Reste le financement du solde : sur le cas type à L'Isle-sur-la-Sorgue, le reste à charge d'un ménage très modeste ressort à 6 000 € après aide ANAH et prise en charge de l'accompagnement. Étalé sur quinze ans en éco-prêt à taux zéro, cela représente de l'ordre de 35 € par mois, à comparer aux 1 210 € d'économie annuelle attendue sur la facture d'énergie.
La lecture du parc complète l'analyse : un bassin de travaux structuré autour de CC du Pays des Sorgues et des Monts de Vaucluse, 452 diagnostics publiés pour 1 000 résidences principales, de l'ordre de 6 389 maisons individuelles. Ce volume ne préjuge d'aucune éligibilité individuelle : il indique seulement où se concentrent, à L'Isle-sur-la-Sorgue, les situations où le scénario décrit sur cette page a le plus de chances d'être pertinent.

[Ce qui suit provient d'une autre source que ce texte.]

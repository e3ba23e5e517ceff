//! Transport layer
//!
//! A single `/graphql` path serves both surfaces:
//! - `POST /graphql` - queries and mutations as plain JSON
//! - `GET /graphql` - websocket upgrade negotiating the `graphql-ws` sub-protocol
//!
//! `GET /` serves a GraphiQL page and `GET /health` a liveness probe.

pub mod connection;
pub mod graphiql;
pub mod http;
pub mod protocol;

pub use connection::OperationSink;
pub use http::{create_router, AppState};
pub use protocol::{ClientMessage, ServerMessage, SUBPROTOCOL};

Le palier de classes se calcule avant de signer : à L'Isle-sur-la-Sorgue, l'assiette double presque entre le scénario à deux classes (30 000 € HT) et celui à trois (40 000 € HT). Sur un poste de 2 650 € comme le plancher bas, cet écart justifie souvent d'ajouter un lot plutôt que de s'arrêter au minimum.
Quatre barèmes, quatre plans de financement à L'Isle-sur-la-Sorgue : 32 000 € (bleu), 24 000 € (jaune), 18 000 € (violet) et 4 000 € (rose) sur 40 000 € HT. Le chiffrage de l'isolation du plancher bas ne prend son sens qu'une fois cette catégorie déterminée.
Qui décide, et donc qui finance : 55 % de propriétaires occupants à L'Isle-sur-la-Sorgue, soit environ 5 414 logements. Pour l'isolation du plancher bas, cela signifie autant de dossiers décidables sans mandat de gestion, le solde relevant du parc locatif et donc d'un montage bailleur distinct.
Côté performance, l'isolation du plancher bas pèse pour 7 à 12 % de la consommation totale. Sur la base conventionnelle appliquée à L'Isle-sur-la-Sorgue en zone H3, cela représente entre 1 438 et 2 465 kWh évités par an, soit 154 € à 265 € de facture en moins au tarif de référence 2026.
La zone climatique n'est pas un détail administratif : à L'Isle-sur-la-Sorgue, en zone H3, la base conventionnelle retenue est de 195 kWh/m²/an. C'est elle qui fixe le retour sur investissement de l'isolation du plancher bas et qui explique qu'un même ouvrage soit prioritaire ici et secondaire dans une zone plus tempérée.
Ce que vérifie l'instructeur avant de payer à L'Isle-sur-la-Sorgue : que R ≥ 3 m².K/W en sous-face sur local non chauffé figure au devis, que un isolateur intervenant en sous-sol soit qualifié RGE à la date de signature, et que le contrôle de continuité en périphérie soit joint. À la clé, un solde pouvant atteindre 32 000 €.
Ne signez rien avant l'accord : sur l'isolation du plancher bas à L'Isle-sur-la-Sorgue, l'antériorité du dossier est une condition d'éligibilité, pas une formalité. L'enjeu se chiffre à 32 000 € pour un profil très modeste et 18 000 € pour un profil intermédiaire.